*Assignment*:
Copy the records below verbatim, from the first line through the line containing "caller. Implementations do", inclusive, and output nothing else.

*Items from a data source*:
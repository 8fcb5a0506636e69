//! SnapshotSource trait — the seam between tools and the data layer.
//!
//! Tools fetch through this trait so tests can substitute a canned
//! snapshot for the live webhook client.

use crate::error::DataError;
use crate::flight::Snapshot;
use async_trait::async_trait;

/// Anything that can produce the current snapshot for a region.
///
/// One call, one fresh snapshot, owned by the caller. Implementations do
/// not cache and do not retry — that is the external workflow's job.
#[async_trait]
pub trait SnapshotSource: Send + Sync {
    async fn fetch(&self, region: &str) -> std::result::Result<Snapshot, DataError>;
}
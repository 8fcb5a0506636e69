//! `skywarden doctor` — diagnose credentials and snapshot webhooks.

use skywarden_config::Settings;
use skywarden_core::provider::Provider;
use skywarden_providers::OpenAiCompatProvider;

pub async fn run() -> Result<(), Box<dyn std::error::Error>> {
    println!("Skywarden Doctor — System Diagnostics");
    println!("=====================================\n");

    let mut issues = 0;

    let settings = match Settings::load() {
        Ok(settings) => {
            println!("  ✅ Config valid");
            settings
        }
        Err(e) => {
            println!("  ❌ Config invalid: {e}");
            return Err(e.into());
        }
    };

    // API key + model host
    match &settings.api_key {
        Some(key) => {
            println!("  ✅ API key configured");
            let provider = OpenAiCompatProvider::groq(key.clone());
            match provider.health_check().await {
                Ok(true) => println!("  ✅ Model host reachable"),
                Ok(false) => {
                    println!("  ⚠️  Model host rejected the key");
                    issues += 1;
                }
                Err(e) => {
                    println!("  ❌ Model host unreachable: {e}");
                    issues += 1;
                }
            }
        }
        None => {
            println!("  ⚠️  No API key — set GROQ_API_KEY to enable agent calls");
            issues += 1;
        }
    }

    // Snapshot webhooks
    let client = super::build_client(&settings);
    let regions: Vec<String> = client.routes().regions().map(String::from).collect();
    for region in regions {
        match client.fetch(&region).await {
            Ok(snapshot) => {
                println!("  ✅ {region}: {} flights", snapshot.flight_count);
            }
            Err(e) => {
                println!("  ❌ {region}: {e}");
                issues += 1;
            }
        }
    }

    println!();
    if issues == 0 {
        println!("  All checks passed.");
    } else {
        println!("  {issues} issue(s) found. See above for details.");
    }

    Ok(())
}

*Solved exercise*:
repository 8fcb5a0506636e69
//! SnapshotSource trait — the seam between tools and the data layer.
//!
//! Tools fetch through this trait so tests can substitute a canned
//! snapshot for the live webhook client.

use crate::error::DataError;
use crate::flight::Snapshot;
use async_trait::async_trait;

/// Anything that can produce the current snapshot for a region.
///
/// One call, one fresh snapshot, owned by the caller. Implementations do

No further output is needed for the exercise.